Working data —

::::

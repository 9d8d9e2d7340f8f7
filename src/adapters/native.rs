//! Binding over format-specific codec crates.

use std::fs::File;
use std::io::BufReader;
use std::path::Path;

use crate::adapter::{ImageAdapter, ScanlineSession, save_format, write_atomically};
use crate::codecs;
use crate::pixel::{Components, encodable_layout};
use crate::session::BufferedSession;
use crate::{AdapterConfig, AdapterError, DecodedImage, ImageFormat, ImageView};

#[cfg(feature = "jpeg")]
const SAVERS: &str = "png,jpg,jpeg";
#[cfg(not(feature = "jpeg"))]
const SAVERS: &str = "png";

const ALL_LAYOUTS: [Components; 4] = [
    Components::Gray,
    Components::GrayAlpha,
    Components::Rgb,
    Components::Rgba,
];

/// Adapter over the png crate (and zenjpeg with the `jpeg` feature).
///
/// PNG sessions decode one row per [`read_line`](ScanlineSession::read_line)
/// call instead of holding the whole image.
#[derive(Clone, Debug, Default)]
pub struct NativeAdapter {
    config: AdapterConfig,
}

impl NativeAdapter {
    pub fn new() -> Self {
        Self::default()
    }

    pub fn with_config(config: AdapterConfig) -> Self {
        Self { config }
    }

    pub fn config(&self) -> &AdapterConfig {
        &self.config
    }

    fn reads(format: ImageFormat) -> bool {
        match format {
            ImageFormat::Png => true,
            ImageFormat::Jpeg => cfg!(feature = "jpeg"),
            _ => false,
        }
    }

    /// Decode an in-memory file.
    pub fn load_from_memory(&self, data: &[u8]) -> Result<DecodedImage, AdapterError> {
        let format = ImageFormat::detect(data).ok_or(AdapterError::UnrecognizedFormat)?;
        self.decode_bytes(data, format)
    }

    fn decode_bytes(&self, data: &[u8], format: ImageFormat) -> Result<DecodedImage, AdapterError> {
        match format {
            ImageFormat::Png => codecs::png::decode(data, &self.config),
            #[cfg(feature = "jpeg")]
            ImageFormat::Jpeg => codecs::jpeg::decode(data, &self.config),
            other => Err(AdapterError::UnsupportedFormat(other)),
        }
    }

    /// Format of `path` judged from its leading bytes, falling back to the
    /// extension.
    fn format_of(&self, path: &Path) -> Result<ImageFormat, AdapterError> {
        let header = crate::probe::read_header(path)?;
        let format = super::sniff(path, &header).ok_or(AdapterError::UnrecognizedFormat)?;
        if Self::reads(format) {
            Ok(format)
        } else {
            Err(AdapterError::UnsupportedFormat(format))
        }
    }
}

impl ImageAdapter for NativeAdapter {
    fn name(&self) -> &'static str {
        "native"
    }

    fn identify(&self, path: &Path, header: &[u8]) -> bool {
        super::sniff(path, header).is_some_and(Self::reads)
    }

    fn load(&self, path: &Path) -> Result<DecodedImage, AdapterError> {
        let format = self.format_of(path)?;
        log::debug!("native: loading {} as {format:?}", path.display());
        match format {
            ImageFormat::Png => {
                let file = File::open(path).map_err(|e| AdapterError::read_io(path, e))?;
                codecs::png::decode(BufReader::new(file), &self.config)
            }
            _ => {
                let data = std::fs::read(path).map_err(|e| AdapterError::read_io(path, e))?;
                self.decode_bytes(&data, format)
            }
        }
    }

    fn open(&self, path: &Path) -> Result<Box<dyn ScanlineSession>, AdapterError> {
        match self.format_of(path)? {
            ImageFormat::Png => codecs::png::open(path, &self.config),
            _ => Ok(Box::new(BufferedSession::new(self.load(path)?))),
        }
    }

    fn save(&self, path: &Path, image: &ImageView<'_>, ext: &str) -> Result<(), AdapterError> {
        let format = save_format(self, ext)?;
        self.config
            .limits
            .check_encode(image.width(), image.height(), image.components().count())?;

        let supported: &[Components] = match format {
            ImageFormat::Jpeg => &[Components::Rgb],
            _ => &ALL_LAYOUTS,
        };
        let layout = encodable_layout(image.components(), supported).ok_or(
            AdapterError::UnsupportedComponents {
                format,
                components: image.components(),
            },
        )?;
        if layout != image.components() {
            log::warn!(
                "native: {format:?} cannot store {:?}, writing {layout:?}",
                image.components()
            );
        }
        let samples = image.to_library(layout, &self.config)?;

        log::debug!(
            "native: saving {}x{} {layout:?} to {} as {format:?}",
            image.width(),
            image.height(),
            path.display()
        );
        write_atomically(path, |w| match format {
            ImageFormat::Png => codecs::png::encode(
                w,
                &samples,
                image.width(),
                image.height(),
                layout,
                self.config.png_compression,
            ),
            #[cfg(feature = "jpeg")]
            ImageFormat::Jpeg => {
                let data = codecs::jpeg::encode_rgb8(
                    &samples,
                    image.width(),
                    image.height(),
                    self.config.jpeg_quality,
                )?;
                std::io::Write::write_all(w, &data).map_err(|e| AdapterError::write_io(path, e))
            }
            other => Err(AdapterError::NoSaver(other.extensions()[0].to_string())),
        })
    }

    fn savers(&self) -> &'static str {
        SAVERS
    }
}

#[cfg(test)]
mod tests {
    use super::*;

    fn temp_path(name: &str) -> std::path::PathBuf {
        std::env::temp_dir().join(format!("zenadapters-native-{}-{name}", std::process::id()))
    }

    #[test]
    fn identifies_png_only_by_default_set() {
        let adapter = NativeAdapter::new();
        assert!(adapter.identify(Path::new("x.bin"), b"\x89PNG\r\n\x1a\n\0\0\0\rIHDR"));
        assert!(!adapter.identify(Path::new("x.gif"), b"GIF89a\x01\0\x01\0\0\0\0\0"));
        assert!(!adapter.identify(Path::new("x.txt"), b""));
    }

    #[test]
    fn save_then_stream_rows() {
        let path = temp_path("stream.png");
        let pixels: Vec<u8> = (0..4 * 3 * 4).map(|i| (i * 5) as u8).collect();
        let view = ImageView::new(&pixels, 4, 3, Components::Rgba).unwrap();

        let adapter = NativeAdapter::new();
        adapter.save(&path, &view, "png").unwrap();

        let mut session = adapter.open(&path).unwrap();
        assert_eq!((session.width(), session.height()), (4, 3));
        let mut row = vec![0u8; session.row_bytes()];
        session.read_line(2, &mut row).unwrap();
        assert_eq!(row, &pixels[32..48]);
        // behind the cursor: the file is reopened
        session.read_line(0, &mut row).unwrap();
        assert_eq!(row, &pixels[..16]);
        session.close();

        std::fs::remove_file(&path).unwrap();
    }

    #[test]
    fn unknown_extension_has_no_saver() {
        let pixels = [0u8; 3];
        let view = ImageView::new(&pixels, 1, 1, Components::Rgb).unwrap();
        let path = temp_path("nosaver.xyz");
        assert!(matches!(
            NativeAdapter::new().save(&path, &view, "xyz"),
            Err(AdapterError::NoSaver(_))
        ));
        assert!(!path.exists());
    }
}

::::

What is needed — Go through the listing above and find each line containing the string "sniff"; copy those lines.

Written solution —
        let format = super::sniff(path, &header).ok_or(AdapterError::UnrecognizedFormat)?;
        super::sniff(path, header).is_some_and(Self::reads)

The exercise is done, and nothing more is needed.